- Opening Delimiter -

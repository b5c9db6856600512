// Clock - Timer service consumed by the playback scheduler
//
// A playing device owns exactly one recurring timer. The host drives time
// forward and hands every due fire back to the timer's owner.

pub mod virtual_clock;

pub use virtual_clock::VirtualClock;

use crate::DeviceId;
use std::fmt;

/// Handle of one recurring timer
#[derive(Debug, Clone, Copy, PartialEq, Eq, PartialOrd, Ord, Hash)]
pub struct TimerId(u64);

impl TimerId {
    pub fn new(id: u64) -> Self {
        Self(id)
    }

    pub fn get(self) -> u64 {
        self.0
    }
}

impl fmt::Display for TimerId {
    fn fmt(&self, f: &mut fmt::Formatter<'_>) -> fmt::Result {
        write!(f, "timer#{}", self.0)
    }
}

/// One delivery of a recurring timer
#[derive(Debug, Clone, Copy, PartialEq)]
pub struct TimerFire {
    pub timer: TimerId,
    pub owner: DeviceId,
    /// Clock time of this fire, in seconds
    pub at: f64,
}

/// Timer service
///
/// Times are seconds on the clock's own timeline. Implementations must
/// deliver fires in time order and never deliver a fire for a cancelled
/// timer.
pub trait Clock {
    /// Current clock time
    fn now(&self) -> f64;

    /// Request a timer firing at `first_fire`, then every `period` seconds
    fn schedule_recurring(&mut self, owner: DeviceId, first_fire: f64, period: f64) -> TimerId;

    /// Cancel a timer. Unknown or already cancelled handles are ignored.
    fn cancel(&mut self, timer: TimerId);

    /// Pop the earliest fire due at or before `until`, moving `now` to it
    fn next_due(&mut self, until: f64) -> Option<TimerFire>;

    /// Move `now` forward to `until` once every due fire has been delivered
    fn settle(&mut self, until: f64);

    /// Number of live timers
    fn active_timers(&self) -> usize;
}
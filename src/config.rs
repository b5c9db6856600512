// Configuration - Timing bounds, parser limits and the instrument allow-list
//
// Stored as RON. `Config::load` falls back to defaults when the user file is
// missing or malformed; `Config::from_path` reports the problem instead.

use crate::instrument::InstrumentCatalog;
use crate::sequencer::timeline::{DEFAULT_TIMING, Timing};
use crate::sequencer::{ParserLimits, TimingBounds};
use serde::{Deserialize, Serialize};
use std::path::{Path, PathBuf};

/// Configuration error types
#[derive(Debug, thiserror::Error)]
pub enum ConfigError {
    #[error("IO error: {0}")]
    Io(#[from] std::io::Error),

    #[error("RON error: {0}")]
    Ron(#[from] ron::error::SpannedError),

    #[error("Invalid configuration: {0}")]
    Invalid(String),
}

/// Runtime configuration of a stage
#[derive(Debug, Clone, PartialEq, Serialize, Deserialize)]
#[serde(default)]
pub struct Config {
    /// Accepted tick periods, inclusive
    pub timing: TimingBounds,
    /// Tick period of new devices
    pub default_timing: f64,
    pub limits: ParserLimits,
    /// Instrument allow-list
    pub instruments: Vec<String>,
    pub default_instrument: String,
    /// Cap on links per device, `None` for no cap
    pub max_peers: Option<usize>,
    /// Notifications buffered before new ones are dropped
    pub notification_capacity: usize,
}

impl Default for Config {
    fn default() -> Self {
        Self {
            timing: TimingBounds::default(),
            default_timing: DEFAULT_TIMING,
            limits: ParserLimits::default(),
            instruments: ["piano", "harpsichord", "organ", "xylophone", "synth"]
                .into_iter()
                .map(String::from)
                .collect(),
            default_instrument: "piano".to_string(),
            max_peers: None,
            notification_capacity: 1024,
        }
    }
}

impl Config {
    /// Load the user configuration, or defaults
    pub fn load() -> Self {
        let Some(path) = user_config_path() else {
            return Self::default();
        };
        if !path.exists() {
            return Self::default();
        }
        match Self::from_path(&path) {
            Ok(config) => {
                log::info!(target: "config", "loaded {}", path.display());
                config
            }
            Err(e) => {
                log::warn!(target: "config", "ignoring config {}: {}", path.display(), e);
                Self::default()
            }
        }
    }

    /// Read and validate a RON file
    pub fn from_path(path: &Path) -> Result<Self, ConfigError> {
        let contents = std::fs::read_to_string(path)?;
        Self::from_ron_str(&contents)
    }

    pub fn from_ron_str(contents: &str) -> Result<Self, ConfigError> {
        let config: Config = ron::from_str(contents)?;
        config.validate()?;
        Ok(config)
    }

    pub fn to_ron_string(&self) -> Result<String, ConfigError> {
        ron::ser::to_string_pretty(self, ron::ser::PrettyConfig::default())
            .map_err(|e| ConfigError::Invalid(e.to_string()))
    }

    pub fn validate(&self) -> Result<(), ConfigError> {
        let TimingBounds { min, max } = self.timing;
        if !(min.is_finite() && max.is_finite()) || min <= 0.0 || min > max {
            return Err(ConfigError::Invalid(format!(
                "timing bounds [{}, {}] must be positive and ordered",
                min, max
            )));
        }
        if !self.timing.contains(self.default_timing) {
            return Err(ConfigError::Invalid(format!(
                "default timing {} is outside [{}, {}]",
                self.default_timing, min, max
            )));
        }
        if self.limits.max_tokens == 0 || self.limits.max_ticks == 0 {
            return Err(ConfigError::Invalid(
                "parser limits must be positive".to_string(),
            ));
        }
        if self.notification_capacity == 0 {
            return Err(ConfigError::Invalid(
                "notification capacity must be positive".to_string(),
            ));
        }
        self.catalog()?;
        Ok(())
    }

    /// Instrument catalog described by this configuration
    pub fn catalog(&self) -> Result<InstrumentCatalog, ConfigError> {
        InstrumentCatalog::new(self.instruments.iter().cloned(), &self.default_instrument)
            .ok_or_else(|| {
                ConfigError::Invalid(format!(
                    "default instrument '{}' is not in the instrument list",
                    self.default_instrument
                ))
            })
    }

    /// Default tick period, checked against the bounds
    pub fn initial_timing(&self) -> Result<Timing, ConfigError> {
        self.timing
            .check(self.default_timing)
            .map_err(|e| ConfigError::Invalid(e.to_string()))
    }
}

/// `<config dir>/pianola/config.ron`
pub fn user_config_path() -> Option<PathBuf> {
    dirs::config_dir().map(|dir| dir.join("pianola").join("config.ron"))
}
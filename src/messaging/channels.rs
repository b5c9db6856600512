// Communication channels lock-free

use crate::messaging::notification::Notification;
use ringbuf::{HeapRb, traits::Split};

pub type NotificationProducer = ringbuf::HeapProd<Notification>;
pub type NotificationConsumer = ringbuf::HeapCons<Notification>;

pub fn create_notification_channel(
    capacity: usize,
) -> (NotificationProducer, NotificationConsumer) {
    let rb = HeapRb::<Notification>::new(capacity);
    rb.split()
}
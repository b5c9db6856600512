// Concrete command handlers

use crate::DeviceId;
use crate::clock::Clock;
use crate::command::trait_def::Reply;
use crate::sequencer::{LoopMode, SequencerError, SequencerResult};
use crate::stage::Stage;

fn malformed(command: &str, reason: impl Into<String>) -> SequencerError {
    SequencerError::MalformedPayload {
        command: command.to_string(),
        reason: reason.into(),
    }
}

fn parse_device(command: &str, payload: &str) -> SequencerResult<DeviceId> {
    payload
        .trim()
        .parse::<u32>()
        .map(DeviceId::new)
        .map_err(|_| malformed(command, format!("'{}' is not a device id", payload.trim())))
}

pub fn play<C: Clock>(
    stage: &mut Stage<C>,
    device: DeviceId,
    _payload: &str,
) -> SequencerResult<Reply> {
    stage.play(device)?;
    Ok(Reply::ok())
}

pub fn stop<C: Clock>(
    stage: &mut Stage<C>,
    device: DeviceId,
    _payload: &str,
) -> SequencerResult<Reply> {
    stage.stop(device)?;
    Ok(Reply::ok())
}

/// Replies with a summary of the new schedule; an empty one is reported as not playable
pub fn set_notes<C: Clock>(
    stage: &mut Stage<C>,
    device: DeviceId,
    payload: &str,
) -> SequencerResult<Reply> {
    stage.set_notes(device, payload)?;
    let sequencer = stage.device(device)?;
    let schedule = sequencer.schedule();
    let errors = sequencer.error_log().len();

    if schedule.is_empty() {
        return Ok(Reply::message(format!("0 notes, {} errors: not playable", errors)));
    }
    Ok(Reply::message(format!(
        "{} notes ({} sounding, {:.3} s), {} errors",
        schedule.len(),
        schedule.sounding_count(),
        schedule.duration(sequencer.timing()),
        errors
    )))
}

pub fn set_timing<C: Clock>(
    stage: &mut Stage<C>,
    device: DeviceId,
    payload: &str,
) -> SequencerResult<Reply> {
    stage.set_timing_text(device, payload)?;
    Ok(Reply::message(stage.device(device)?.timing().to_string()))
}

pub fn set_instrument<C: Clock>(
    stage: &mut Stage<C>,
    device: DeviceId,
    payload: &str,
) -> SequencerResult<Reply> {
    stage.set_instrument(device, payload)?;
    Ok(Reply::ok())
}

/// Payload: empty or `soft` for a soft reset, `hard` for a hard one
pub fn reset<C: Clock>(
    stage: &mut Stage<C>,
    device: DeviceId,
    payload: &str,
) -> SequencerResult<Reply> {
    let hard = match payload.trim().to_ascii_lowercase().as_str() {
        "" | "soft" => false,
        "hard" => true,
        other => {
            return Err(malformed(
                "reset",
                format!("expected 'hard' or 'soft', got '{}'", other),
            ));
        }
    };
    stage.reset(device, hard)?;
    Ok(Reply::ok())
}

pub fn view_errors<C: Clock>(
    stage: &mut Stage<C>,
    device: DeviceId,
    _payload: &str,
) -> SequencerResult<Reply> {
    Ok(Reply::message(stage.view_errors(device)?))
}

pub fn toggle_loop<C: Clock>(
    stage: &mut Stage<C>,
    device: DeviceId,
    _payload: &str,
) -> SequencerResult<Reply> {
    let message = match stage.toggle_loop(device)? {
        LoopMode::On => "loop on",
        LoopMode::Off => "loop off",
        LoopMode::Locked => "loop locked",
    };
    Ok(Reply::message(message))
}

pub fn lock_loop<C: Clock>(
    stage: &mut Stage<C>,
    device: DeviceId,
    _payload: &str,
) -> SequencerResult<Reply> {
    stage.lock_loop(device)?;
    Ok(Reply::message("loop locked"))
}

/// Payload: the peer's device id
pub fn link<C: Clock>(
    stage: &mut Stage<C>,
    device: DeviceId,
    payload: &str,
) -> SequencerResult<Reply> {
    let peer = parse_device("link", payload)?;
    stage.link(device, peer)?;
    Ok(Reply::ok())
}

pub fn unlink<C: Clock>(
    stage: &mut Stage<C>,
    device: DeviceId,
    _payload: &str,
) -> SequencerResult<Reply> {
    stage.unlink(device)?;
    Ok(Reply::ok())
}

pub fn autolink<C: Clock>(
    stage: &mut Stage<C>,
    device: DeviceId,
    _payload: &str,
) -> SequencerResult<Reply> {
    stage.arm_autolink(device)?;
    Ok(Reply::ok())
}

/// Payload: the target's device id
pub fn pair<C: Clock>(
    stage: &mut Stage<C>,
    device: DeviceId,
    payload: &str,
) -> SequencerResult<Reply> {
    let target = parse_device("pair", payload)?;
    stage.pair(device, target)?;
    Ok(Reply::ok())
}
#[cfg(test)]
mod tests {
    use super::*;
    use std::sync::Arc;

    use skein_domain::tool::{
        InvokeFrom, ToolIdentity, ToolParameter, ToolParameterType,
    };
    use crate::tool::{ToolExec, ToolRuntime, ToolSpec};

    struct FixedExec(Result<Vec<ToolInvokeMessage>, fn() -> ToolError>);

    #[async_trait::async_trait]
    impl ToolExec for FixedExec {
        async fn invoke(
            &self,
            _runtime: &ToolRuntime,
            _parameters: Value,
            _user_id: &str,
        ) -> Result<Vec<ToolInvokeMessage>, ToolError> {
            match &self.0 {
                Ok(messages) => Ok(messages.clone()),
                Err(make) => Err(make()),
            }
        }
    }

    fn tool_with(
        params: Vec<ToolParameter>,
        exec: FixedExec,
    ) -> Tool {
        let spec = ToolSpec {
            identity: ToolIdentity {
                name: "search".into(),
                label: "Search".into(),
                provider: "test".into(),
                icon: None,
            },
            description: "test tool".into(),
            parameters: params,
        };
        Tool::new(
            spec,
            ToolRuntime::new("t1", InvokeFrom::Debugger),
            Arc::new(exec),
        )
    }

    fn file_store() -> (tempfile::TempDir, MessageFileStore) {
        let dir = tempfile::tempdir().unwrap();
        let store = MessageFileStore::open(dir.path()).unwrap();
        (dir, store)
    }

    #[tokio::test]
    async fn string_payload_wraps_for_single_parameter_tool() {
        let tool = tool_with(
            vec![ToolParameter::new("q", ToolParameterType::String).required()],
            FixedExec(Ok(vec![ToolInvokeMessage::text("found it")])),
        );
        let (_dir, store) = file_store();

        let result = ToolEngine::agent_invoke(
            &tool,
            Value::String("rust".into()),
            "u1",
            "m1",
            &store,
            None,
        )
        .await
        .unwrap();
        assert_eq!(result.text, "found it");
        assert!(result.meta.error.is_none());
        assert!(result.meta.time_cost >= 0.0);
    }

    #[tokio::test]
    async fn string_payload_for_multi_parameter_tool_is_a_hard_error() {
        let tool = tool_with(
            vec![
                ToolParameter::new("q", ToolParameterType::String).required(),
                ToolParameter::new("lang", ToolParameterType::String),
            ],
            FixedExec(Ok(vec![])),
        );
        let (_dir, store) = file_store();

        let err = ToolEngine::agent_invoke(
            &tool,
            Value::String("rust".into()),
            "u1",
            "m1",
            &store,
            None,
        )
        .await
        .unwrap_err();
        assert!(matches!(err, ToolError::ParameterValidation(_)));
    }

    #[tokio::test]
    async fn failure_degrades_to_phrase_with_error_meta() {
        let tool = tool_with(
            vec![ToolParameter::new("q", ToolParameterType::String)],
            FixedExec(Err(|| ToolError::Invoke("backend exploded".into()))),
        );
        let (_dir, store) = file_store();

        let result =
            ToolEngine::agent_invoke(&tool, serde_json::json!({"q": "x"}), "u1", "m1", &store, None)
                .await
                .unwrap();
        assert_eq!(result.text, "tool invoke error: backend exploded");
        assert!(result.meta.error.as_deref().unwrap().contains("exploded"));
    }

    #[tokio::test]
    async fn missing_tool_phrase_names_the_tool() {
        let tool = tool_with(
            vec![],
            FixedExec(Err(|| ToolError::NotFound("search".into()))),
        );
        let (_dir, store) = file_store();

        let result =
            ToolEngine::agent_invoke(&tool, serde_json::json!({}), "u1", "m1", &store, None)
                .await
                .unwrap();
        assert_eq!(result.text, "there is not a tool named search");
    }

    #[tokio::test]
    async fn binary_chunks_become_message_files() {
        let tool = tool_with(
            vec![],
            FixedExec(Ok(vec![
                ToolInvokeMessage::text("see attached"),
                ToolInvokeMessage::ImageLink {
                    url: "https://example.com/chart".into(),
                },
                ToolInvokeMessage::Link {
                    url: "https://example.com/report.pdf".into(),
                    mime_type: Some("application/pdf".into()),
                },
                ToolInvokeMessage::Blob {
                    data: vec![1, 2, 3],
                    mime_type: None,
                    save_as: Some("payload".into()),
                },
            ])),
        );
        let (_dir, store) = file_store();

        let result =
            ToolEngine::agent_invoke(&tool, serde_json::json!({}), "u1", "m1", &store, None)
                .await
                .unwrap();

        assert_eq!(result.files.len(), 3);
        // Unresolvable image link defaults to jpeg.
        assert_eq!(result.files[0].mime_type, "image/jpeg");
        assert_eq!(result.files[0].file_type, "image");
        assert_eq!(result.files[1].file_type, "pdf");
        assert_eq!(result.files[2].mime_type, "octet/stream");
        assert_eq!(result.files[2].file_type, "bin");
        assert_eq!(result.files[2].save_as.as_deref(), Some("payload"));

        // Persisted, not just returned.
        assert_eq!(store.list_for_message("m1").len(), 3);

        assert!(result.text.starts_with("see attached"));
        assert!(result.text.contains("image has been created"));
        assert!(result.text.contains("tool response: [binary data, 3 bytes]"));
    }
}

- Closing Delimiter -

• _ABOUT THIS EXERCISE_:
Extract the lines above, from the first one through the one containing "pub mod virtual_clock;", and return only those, unchanged.

• _RESULT OF THIS EXERCISE_:
repository b5c9db6856600512
// Clock - Timer service consumed by the playback scheduler
//
// A playing device owns exactly one recurring timer. The host drives time
// forward and hands every due fire back to the timer's owner.

pub mod virtual_clock;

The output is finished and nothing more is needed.